Wednesday, March 24, 2010

The Stress of Snoring on a Marriage

Can snoring ruin a marriage? In my practice, I hear the complaints all the time. Since it is more common in men than women, wives often make the appointments for their husbands, or the husband will say “my wife made me come in.” Snoring can cause a couple who are normally affectionate and enjoy a healthy home life to become resentful of each other. The non-snoring spouse blames the snorer for causing them to be up all night, the snorer blames the non-snoring spouse for not being understanding.

The reason for resentment is understandable. Snoring can cause daytime symptoms that can wreak havoc on one’s waking life, and unfortunately, it is not just the snorer that suffers – the spouse can suffer just as much. The sleep loss associated with snoring impairs a person’s ability to perform tasks involving memory, learning, reasoning, and mathematical processes. It can cause morning headaches, irritability, burnout and depression to mention just a few symptoms.

It is thought that more than forty million Americans snore every night and that 60% of men snore, and 30% of women. With all that snoring at night, couples are having a hard time sleeping together. According to the National Sleep Foundation, 53 percent of adults say they have relationship problems because of their or their partner's sleep disorder. The housing industry even seems ready to capitalize on this trend, with one survey predicting that by the year 2015, more than 60 percent of custom homes will have dual master bedrooms to be occupied primarily by snoring spouses.

In his book, "Two in a Bed: The Social System of Couple Bed Sharing," Paul C. Rosenblatt explores couples sharing their sleeping space, and it is a groundbreaking book in the field of sleep and relationships. For the book, Rosenblatt interviewed 42 couples, and examines how sharing a bed affects the couple’s relationship.
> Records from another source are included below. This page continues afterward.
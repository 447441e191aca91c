use crate::lua_value::Value;
use crate::lua_vm::{LuaVM, VmOptions};
use crate::test::{run_bool, run_int, run_string};

#[test]
fn test_short_strings_are_interned() {
    // Equal bytes built differently end up pointer-equal.
    assert!(run_bool("local a = 'hi' local b = 'h' .. 'i' return rawequal(a, b)"));
}

#[test]
fn test_intern_threshold_is_exact() {
    let mut vm = LuaVM::new(VmOptions::default());
    let at_limit = "x".repeat(40);
    let over_limit = "x".repeat(41);
    let a = vm.intern(&at_limit);
    let b = vm.intern(&at_limit);
    assert_eq!(a, b, "strings at the limit are interned");
    let c = vm.intern(&over_limit);
    let d = vm.intern(&over_limit);
    assert_ne!(c, d, "strings over the limit are separate objects");
    // Content equality still holds across distinct long strings.
    assert!(Value::Str(c).raw_equal(&Value::Str(d), &vm.pool));
}

#[test]
fn test_long_string_hash_is_lazy() {
    let mut vm = LuaVM::new(VmOptions::default());
    let long = "y".repeat(64);
    let id = vm.intern(&long);
    assert!(vm.pool.string(id).cached_hash().is_none());
    // Using it as a table key forces the hash.
    let t = vm.new_table(0, 4);
    vm.raw_set(t, Value::Str(id), Value::Int(1)).unwrap();
    assert!(vm.pool.string(id).cached_hash().is_some());
}

#[test]
fn test_long_strings_as_table_keys_compare_by_content() {
    assert_eq!(
        run_int(
            r#"
            local k1 = 'zz' .. 'zzzzzzzzzzzzzzzzzzzzzzzzzzzzzzzzzzzzzzzzzzzzzzzz'
            local k2 = 'zzzzzzzzzzzzzzzzzzzzzzzzzzzzzzzzzzzzzzzzzzzzzzzzzz'
            local t = {}
            t[k1] = 7
            return t[k2]
            "#
        ),
        7
    );
}

#[test]
fn test_concat_chains() {
    assert_eq!(run_string("return 'a' .. 'b' .. 'c' .. 'd'"), "abcd");
    assert_eq!(run_string("return 1 .. 2 .. 3"), "123");
    // Right associativity with a metamethod-free chain collapses once.
    assert_eq!(
        run_string("local parts = '' for i = 1, 4 do parts = parts .. i end return parts"),
        "1234"
    );
}

#[test]
fn test_length_operator() {
    assert_eq!(run_int("return #'hello'"), 5);
    assert_eq!(run_int("return #''"), 0);
}

#[test]
fn test_escape_sequences() {
    assert_eq!(run_int("return #'\\n\\t\\\\'"), 3);
    assert_eq!(run_string("return '\\65\\66\\67'"), "ABC");
    assert_eq!(run_string("return '\\x41\\x42'"), "AB");
    assert_eq!(run_string("return '\\u{48}\\u{49}'"), "HI");
    // \z skips following whitespace including newlines.
    assert_eq!(run_string("return 'a\\z\n   b'"), "ab");
}

#[test]
fn test_long_bracket_strings() {
    assert_eq!(run_string("return [[verbatim \\n]]"), "verbatim \\n");
    assert_eq!(run_string("return [==[nested ]] ok]==]"), "nested ]] ok");
    // A newline right after the opening bracket is dropped.
    assert_eq!(run_string("return [[\nline]]"), "line");
}

#[test]
fn test_string_comparison() {
    assert!(run_bool("return 'abc' < 'abd'"));
    assert!(run_bool("return 'ab' < 'abc'"));
    assert!(run_bool("return 'a' <= 'a'"));
    assert!(!run_bool("return 'b' < 'a'"));
}

#[test]
fn test_number_to_string_formats() {
    assert_eq!(run_string("return tostring(7)"), "7");
    assert_eq!(run_string("return tostring(-3)"), "-3");
    assert_eq!(run_string("return tostring(2.0)"), "2.0");
    assert_eq!(run_string("return tostring(0.25)"), "0.25");
}
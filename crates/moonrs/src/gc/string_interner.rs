// Intern set for short strings: hash -> bucket of candidate ids. Equal
// bytes always resolve to the same id within one VM. The collector sweeps
// the buckets before the arenas so the map never points at freed slots.

use ahash::RandomState;
use std::collections::HashMap;

use crate::gc::gc_header::other_white;
use crate::gc::gc_id::StrId;
use crate::gc::object_pool::Arena;
use crate::lua_value::LuaStr;

pub struct StringInterner {
    map: HashMap<u64, Vec<StrId>, RandomState>,
}

impl StringInterner {
    pub fn new() -> Self {
        StringInterner {
            map: HashMap::with_capacity_and_hasher(256, RandomState::new()),
        }
    }

    /// Find a live interned string with these bytes. Strings condemned for
    /// the cycle being swept (other-white) are skipped; the caller
    /// resurrects a found current-white string.
    pub fn find(
        &self,
        hash: u64,
        bytes: &[u8],
        strings: &Arena<LuaStr>,
        current_white: u8,
    ) -> Option<StrId> {
        let bucket = self.map.get(&hash)?;
        let ow = other_white(current_white);
        for &id in bucket {
            let Some(header) = strings.header(id.0) else {
                continue;
            };
            if header.is_dead(ow) {
                continue;
            }
            if strings.get(id.0).map(|s| s.as_bytes()) == Some(bytes) {
                return Some(id);
            }
        }
        None
    }

    pub fn insert(&mut self, hash: u64, id: StrId) {
        self.map.entry(hash).or_default().push(id);
    }

    /// Bucket keys snapshot for the sweep-string phase.
    pub fn bucket_keys(&self) -> Vec<u64> {
        self.map.keys().copied().collect()
    }

    pub fn bucket_count(&self) -> usize {
        self.map.len()
    }

    /// Drop dead ids from one bucket, returning them for arena disposal.
    pub fn sweep_bucket(
        &mut self,
        hash: u64,
        strings: &Arena<LuaStr>,
        current_white: u8,
    ) -> Vec<StrId> {
        let ow = other_white(current_white);
        let mut dead = Vec::new();
        if let Some(bucket) = self.map.get_mut(&hash) {
            bucket.retain(|&id| match strings.header(id.0) {
                Some(h) if !h.is_dead(ow) => true,
                _ => {
                    dead.push(id);
                    false
                }
            });
            if bucket.is_empty() {
                self.map.remove(&hash);
            }
        }
        dead
    }
}

impl Default for StringInterner {
    fn default() -> Self {
        StringInterner::new()
    }
}
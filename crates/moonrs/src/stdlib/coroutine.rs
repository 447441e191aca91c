// Coroutine wrappers over the core resume/yield engine.

use crate::lua_value::Value;
use crate::lua_vm::execute::{do_yield, ResumeOutcome};
use crate::lua_vm::{LuaError, LuaResult, LuaVM};

pub fn open(vm: &mut LuaVM) {
    let t = vm.new_table(0, 8);
    super::register_into(
        vm,
        t,
        &[
            ("create", lua_create),
            ("resume", lua_resume),
            ("yield", lua_yield),
            ("status", lua_status),
            ("wrap", lua_wrap),
            ("isyieldable", lua_isyieldable),
            ("running", lua_running),
        ],
    );
    vm.set_global("coroutine", Value::Table(t));
}

fn check_function(vm: &mut LuaVM, n: usize, fname: &str) -> LuaResult<Value> {
    let v = vm.arg(n);
    if v.is_function() {
        Ok(v)
    } else {
        let msg = format!(
            "bad argument #{} to '{}' (function expected, got {})",
            n,
            fname,
            v.type_name()
        );
        Err(vm.runtime_error(&msg))
    }
}

fn lua_create(vm: &mut LuaVM) -> LuaResult<usize> {
    let f = check_function(vm, 1, "create")?;
    let co = vm.new_thread();
    // The main closure waits at the stack bottom until the first resume.
    vm.pool.thread_mut(co).push(f);
    vm.push(Value::Thread(co));
    Ok(1)
}

fn lua_resume(vm: &mut LuaVM) -> LuaResult<usize> {
    let co = match vm.arg(1) {
        Value::Thread(id) => id,
        v => {
            let msg = format!(
                "bad argument #1 to 'resume' (coroutine expected, got {})",
                v.type_name()
            );
            return Err(vm.runtime_error(&msg));
        }
    };
    let args: Vec<Value> = (2..=vm.arg_count()).map(|i| vm.arg(i)).collect();
    match vm.resume_thread(co, args)? {
        ResumeOutcome::Finished(values) | ResumeOutcome::Yielded(values) => {
            vm.push(Value::Bool(true));
            let n = values.len();
            for v in values {
                vm.push(v);
            }
            Ok(n + 1)
        }
        ResumeOutcome::Failed(err) => {
            vm.push(Value::Bool(false));
            vm.push(err);
            Ok(2)
        }
    }
}

fn lua_yield(vm: &mut LuaVM) -> LuaResult<usize> {
    let values: Vec<Value> = (1..=vm.arg_count()).map(|i| vm.arg(i)).collect();
    Err(do_yield(vm, values))
}

fn lua_status(vm: &mut LuaVM) -> LuaResult<usize> {
    let co = match vm.arg(1) {
        Value::Thread(id) => id,
        v => {
            let msg = format!(
                "bad argument #1 to 'status' (coroutine expected, got {})",
                v.type_name()
            );
            return Err(vm.runtime_error(&msg));
        }
    };
    let s = vm.coroutine_status(co);
    let sv = vm.new_str_value(s);
    vm.push(sv);
    Ok(1)
}

fn lua_wrap(vm: &mut LuaVM) -> LuaResult<usize> {
    let f = check_function(vm, 1, "wrap")?;
    let co = vm.new_thread();
    vm.pool.thread_mut(co).push(f);
    let wrapper = vm.push_host_closure(wrap_helper, vec![Value::Thread(co)]);
    vm.push(wrapper);
    Ok(1)
}

/// The callable produced by coroutine.wrap: resumes its captured thread
/// and re-raises its errors.
fn wrap_helper(vm: &mut LuaVM) -> LuaResult<usize> {
    let co = vm
        .host_upvalue(1)
        .as_thread_id()
        .expect("wrapped coroutine");
    let args: Vec<Value> = (1..=vm.arg_count()).map(|i| vm.arg(i)).collect();
    match vm.resume_thread(co, args)? {
        ResumeOutcome::Finished(values) | ResumeOutcome::Yielded(values) => {
            let n = values.len();
            for v in values {
                vm.push(v);
            }
            Ok(n)
        }
        ResumeOutcome::Failed(err) => {
            vm.set_error_value(err);
            Err(LuaError::RuntimeError)
        }
    }
}

fn lua_isyieldable(vm: &mut LuaVM) -> LuaResult<usize> {
    let yieldable = vm.current_thread_id() != vm.main_thread();
    vm.push(Value::Bool(yieldable));
    Ok(1)
}

fn lua_running(vm: &mut LuaVM) -> LuaResult<usize> {
    let cur = vm.current_thread_id();
    let is_main = cur == vm.main_thread();
    vm.push(Value::Thread(cur));
    vm.push(Value::Bool(is_main));
    Ok(2)
}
Many couples described that sleeping in the same bed is extremely important to them, because “it's a time for intimacy, pleasure and feeling comfortable together. During the time before drifting off to sleep, couples catch up on what's going on with one another, plan, make decisions, deal with disagreements and solve problems. For most couples, their time chatting in bed is the most time they have to talk with each other on a daily basis and that talk can be crucially important to their relationship,” Rosenblatt said."If couples don't have this time in bed, then they're in trouble.”

Although many couples know that it’s healthier for their marriage to share that time, sense of security and intimacy, many with snoring spouses are opting to go it alone in separate rooms for the sake of a good night’s sleep and a productive, healthy day.

If your marriage is suffering because you or your spouse snores, the answer to your problem maybe easier to solve than you think. The key is to understand that snoring is a symptom of a physical condition, such as sleep apnea, sinusitis, or nasal obstruction and it can be treated. There are many non-surgical and surgical treatments available to snorers today, dependant on the cause of the disorder. Sometimes snoring can be treated with changes in lifestyle, but when that doesn’t work, medical evaluation is necessary.